Sofyan Sitompul, 'Wakil Tuhan' yang Fokus ke Perampasan Aset
Berita

Sofyan Sitompul, 'Wakil Tuhan' yang Fokus ke Perampasan Aset

Keberhasilan pemberantasan TPPU sangat bergantung pada formulasi UU-nya, kualitas penegak hukumnya.

Agus Sahbani
Bacaan 7 Menit

Kalau ditanya apa yang perhatian dan berkesan mungkin sekarang ini ada perkembangan hukum atau dinamika hukum dalam penanganan TPPU melihat paradigma memenjarakan sebagai balas dendam dengan cara menghukum seberat-beratnya. Padahal, pidana penjara tidak membuat efek jera, seperti korupsi atau narkoba/narkotika. Sebaiknya, pendekatan/paradigma penghukuman perkara korupsi, narkoba, TPPU, bukan hanya sekadar menghukum pelaku selama-lamanya atau seberat-beratnya, tapi bagaimana mengembalikan kerugian keuangan negara karena itu hak milik atau kepunyaan rakyat.

Apabila ada terpidana/terdakwa sudah mengembalikan begitu banyak kerugian keuangan negara (pengembalian aset), maka secara profesional harus dipertimbangkan, bukan dihukum penjara seberat-beratnya. Sebab, hal ini akan menguntungkan kondisi keuangan negara untuk dapat membantu masyarakat.

Hukumonline.com

Itu konkritnya seperti apa?  

Artinya bagaimana mengubah paradigma bagaimana secara efektif memburu/mengejar kekayaan hasil pelaku TPPU. Tapi, jangan disalahartikan atau ditafsirkan dalam tanda petik kalau damai-damai di bawah kasusnya selesai, itu masalah. Barangkali dalam dimensi restorative Justice memang ada benarnya, tetapi yang ingin ditekankan dimensi bagaimana memburu harta kekayaan hasil tindak pidana itulah yang penting diutamakan. Tapi hukuman penjara tetap diperlukan, pemikiran utamanya kita harus melihat bagaimana sekarang pendekatan pidana dari sudut pandang analisa ekonomi juga.

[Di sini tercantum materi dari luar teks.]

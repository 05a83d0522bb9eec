//! Translating phrases into the current language.

use std::sync::Arc;

use futures::stream::{Stream, StreamExt};
use serde::Deserialize;

use super::catalog::{Catalog, StandalonePhrase};
use super::language::Language;
use super::language_store::LanguageStore;
use super::params::Params;
use crate::store::distinct_until_changed;

/// Controls diagnostics for missing phrases. Disabled unless turned on.
#[derive(Clone, Copy, Debug, Default, PartialEq, Eq, Deserialize)]
#[serde(default)]
pub struct DebugOptions {
    /// Log a warning whenever a phrase falls back.
    pub enabled: bool,
}

/// Looks phrases up in a [`Catalog`] for the language held by a
/// [`LanguageStore`].
///
/// Clones share the language store and catalog.
///
/// # Examples
///
/// ```rust
/// use ngry::translate::{
///     BundleData, Catalog, Language, LanguageStore, Params, PhraseData, SupportedGuard,
///     TextData, Translator,
/// };
///
/// let data = TextData::from([
///     (Language::new("en"), BundleData::from([("action.save".to_string(), PhraseData::from("Save"))])),
///     (Language::new("uk"), BundleData::from([("action.save".to_string(), PhraseData::from("Зберегти"))])),
/// ]);
/// let language = LanguageStore::new(
///     Language::new("en"),
///     "en",
///     ["en", "uk"],
///     SupportedGuard::new("en", ["en", "uk"]),
/// );
/// let translator = Translator::new(language, Catalog::compile(&data));
///
/// assert_eq!(translator.translate("action.save", &Params::new()), "Save");
///
/// translator.use_language("uk");
/// assert_eq!(translator.translate("action.save", &Params::new()), "Зберегти");
/// assert_eq!(translator.translate("action.unknown", &Params::new()), "action.unknown");
/// ```
#[derive(Clone, Debug)]
pub struct Translator {
    language: LanguageStore,
    catalog: Arc<Catalog>,
    debug: DebugOptions,
}

impl Translator {
    /// Creates a translator with debugging disabled.
    #[must_use]
    pub fn new(language: LanguageStore, catalog: Catalog) -> Self {
        Self {
            language,
            catalog: Arc::new(catalog),
            debug: DebugOptions::default(),
        }
    }

    /// Replaces the debug options.
    #[must_use]
    pub const fn with_debug(mut self, debug: DebugOptions) -> Self {
        self.debug = debug;
        self
    }

    /// Returns the current language.
    #[must_use]
    pub fn language(&self) -> Language {
        self.language.current()
    }

    /// Returns the language store.
    #[must_use]
    pub const fn language_store(&self) -> &LanguageStore {
        &self.language
    }

    /// Returns the catalog.
    #[must_use]
    pub fn catalog(&self) -> &Catalog {
        &self.catalog
    }

    /// Requests a language switch and returns the language in use afterwards.
    pub fn use_language(&self, language: impl Into<Language>) -> Language {
        self.language.request(&language.into())
    }

    /// Stream of the current language followed by every change.
    pub fn language_changes(&self) -> impl Stream<Item = Language> + use<> {
        self.language.changes()
    }

    /// Renders the phrase `key` in the current language.
    ///
    /// An unknown key renders as the key itself.
    #[must_use]
    pub fn translate(&self, key: &str, params: &Params) -> String {
        self.translate_in(&self.language(), key, params)
    }

    /// Renders the phrase `key` in `language`, with the same fallback as
    /// [`Translator::translate`].
    #[must_use]
    pub fn translate_in(&self, language: &Language, key: &str, params: &Params) -> String {
        match self.catalog.phrase(language, key) {
            Some(phrase) => phrase.render(params),
            None => {
                if self.debug.enabled {
                    tracing::warn!("Phrase \"{key}\" is not defined within language \"{language}\"");
                }
                key.to_owned()
            }
        }
    }

    /// Renders a standalone phrase in the current language.
    ///
    /// A phrase without a value for the current language renders as the
    /// empty string.
    #[must_use]
    pub fn translate_standalone(&self, phrase: &StandalonePhrase, params: &Params) -> String {
        self.translate_standalone_in(&self.language(), phrase, params)
    }

    /// Renders a standalone phrase in `language`.
    #[must_use]
    pub fn translate_standalone_in(
        &self,
        language: &Language,
        phrase: &StandalonePhrase,
        params: &Params,
    ) -> String {
        match phrase.get(language) {
            Some(phrase) => phrase.render(params),
            None => {
                if self.debug.enabled {
                    tracing::warn!(
                        "Phrase {phrase:?} does not include a value for language \"{language}\""
                    );
                }
                String::new()
            }
        }
    }

    /// Stream of `key` rendered in the current language, updated on every
    /// language change and deduplicated.
    pub fn translate_changes(
        &self,
        key: &str,
        params: Params,
    ) -> impl Stream<Item = String> + use<> {
        let key = key.to_owned();
        let translator = self.clone();

        distinct_until_changed(
            self.language_changes()
                .map(move |language| translator.translate_in(&language, &key, &params)),
        )
    }

    /// Stream of a standalone phrase rendered in the current language.
    pub fn translate_standalone_changes(
        &self,
        phrase: StandalonePhrase,
        params: Params,
    ) -> impl Stream<Item = String> + use<> {
        let translator = self.clone();

        distinct_until_changed(
            self.language_changes()
                .map(move |language| {
                    translator.translate_standalone_in(&language, &phrase, &params)
                }),
        )
    }
}

#[cfg(test)]
mod tests {
    use super::*;
    use crate::translate::{BundleData, Language, PhraseData, StandalonePhraseData, SupportedGuard, TextData};
    use futures::executor::block_on;
    use rstest::{fixture, rstest};

    #[fixture]
    fn translator() -> Translator {
        let data = TextData::from([
            (
                Language::new("en"),
                BundleData::from([("action.save".to_string(), PhraseData::from("Save"))]),
            ),
            (
                Language::new("uk"),
                BundleData::from([("action.save".to_string(), PhraseData::from("Зберегти"))]),
            ),
        ]);
        let language = LanguageStore::new(
            Language::new("en"),
            "en",
            ["en", "uk"],
            SupportedGuard::new("en", ["en", "uk"]),
        );
        Translator::new(language, Catalog::compile(&data))
    }

    fn hello() -> StandalonePhrase {
        StandalonePhrase::compile(&StandalonePhraseData::from([
            (Language::new("en"), PhraseData::from("Hello")),
            (Language::new("uk"), PhraseData::from("Привіт")),
        ]))
    }

    #[rstest]
    fn unknown_key_falls_back_to_key(translator: Translator) {
        assert_eq!(translator.translate("action.unknown", &Params::new()), "action.unknown");

        translator.use_language("uk");

        assert_eq!(translator.translate("action.unknown", &Params::new()), "action.unknown");
    }

    #[rstest]
    fn standalone_phrase_follows_language(translator: Translator) {
        let phrase = hello();
        assert_eq!(translator.translate_standalone(&phrase, &Params::new()), "Hello");

        translator.use_language("uk");

        assert_eq!(translator.translate_standalone(&phrase, &Params::new()), "Привіт");
    }

    #[rstest]
    fn standalone_phrase_without_language_is_empty(translator: Translator) {
        let phrase = StandalonePhrase::compile(&StandalonePhraseData::from([(
            Language::new("uk"),
            PhraseData::from("Привіт"),
        )]));

        assert_eq!(translator.translate_standalone(&phrase, &Params::new()), "");
    }

    #[rstest]
    fn translate_changes_emits_per_language(translator: Translator) {
        let values = translator.translate_changes("action.save", Params::new());
        let standalone = translator.translate_standalone_changes(hello(), Params::new());

        translator.use_language("uk");
        translator.language_store().store().destroy();

        assert_eq!(block_on(values.collect::<Vec<_>>()), vec!["Save", "Зберегти"]);
        assert_eq!(block_on(standalone.collect::<Vec<_>>()), vec!["Hello", "Привіт"]);
    }
}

Memang selama ini asset recovery terutama dalam perkara-perkara korupsi dan narkoba yang mengandung unsur pencucian uang belum efektif?

Belum optimal, ini disebabkan karena UU-nya belum ada. Seingat saya masih dalam rancangan, RUU Perampasan Aset. Untuk mengisi kekosongan hukum itu, terbitlah Perma No. 1 Tahun 2013 tentang Tata Cara Permohonan Penanganan Harta Kekayaan dalam TPPU atau Tindak Pidana Lain. Biasanya dalam kasus, pelakunya tidak diketahui, buron atau meninggal dunia. Pendekatan Perma ini lebih bersifat relasi keperdataan. Tapi, kalau pelaku pencucian uang masih hidup bisa saja dituntut ke pengadilan dengan pembuktian terbalik. Apakah dia (pelaku) mendapat harta kekayaannya dari hasil usaha yang sah, kalau dia tidak bisa membuktikan hartanya dianggap tidak legal dan bisa dirampas.

Faktanya, masih sedikit kasus pencucian uang yang diproses hingga ke pengadilan. Tahun 2018, hanya tercatat 54 perkara pencucian uang yang diputus pengadilan. Kondisi ini menunjukan Indonesia masih dianggap belum bersungguh-sungguh dalam pemberantasan TPPU. Ini perlu dikaji lebih mendalam faktor yang menjadi kendala penegakan hukum pencucian uang belum efektif dan optimal.

Bagaimana Anda melihat asas pembalikan beban pembuktian ini?

Keberhasilan pemberantasan TPPU sangat bergantung pada formulasi UU-nya, kualitas penegak hukumnya. Faktor ini yang juga mempengaruhi belum optimalnya UU TPPU, khususnya penerapan pembalikan beban pembuktian sesuai Pasal 77 UU TPPU. Bila asas pembalikan beban pembuktian dikaitkan dengan rumusan kejahatan pencucian uang dalam Pasal 3 dan Pasal 5 UU TPPU terlihat tidak saling mendukung akibat kekaburan Pasal 77 UU TPPU yang kurang jelas dan multitafsir. Seharusnya Pasal 77 UU TPPU ada penjabaran menghilangkan multitafsir mekanisme kewajiban yang bersifat memaksa untuk membuktikan harta kekayaan terdakwa bukan hasil kejahatan dengan memodifikasi asas pembalikan beban pembuktian berdasarkan teori keseimbangan.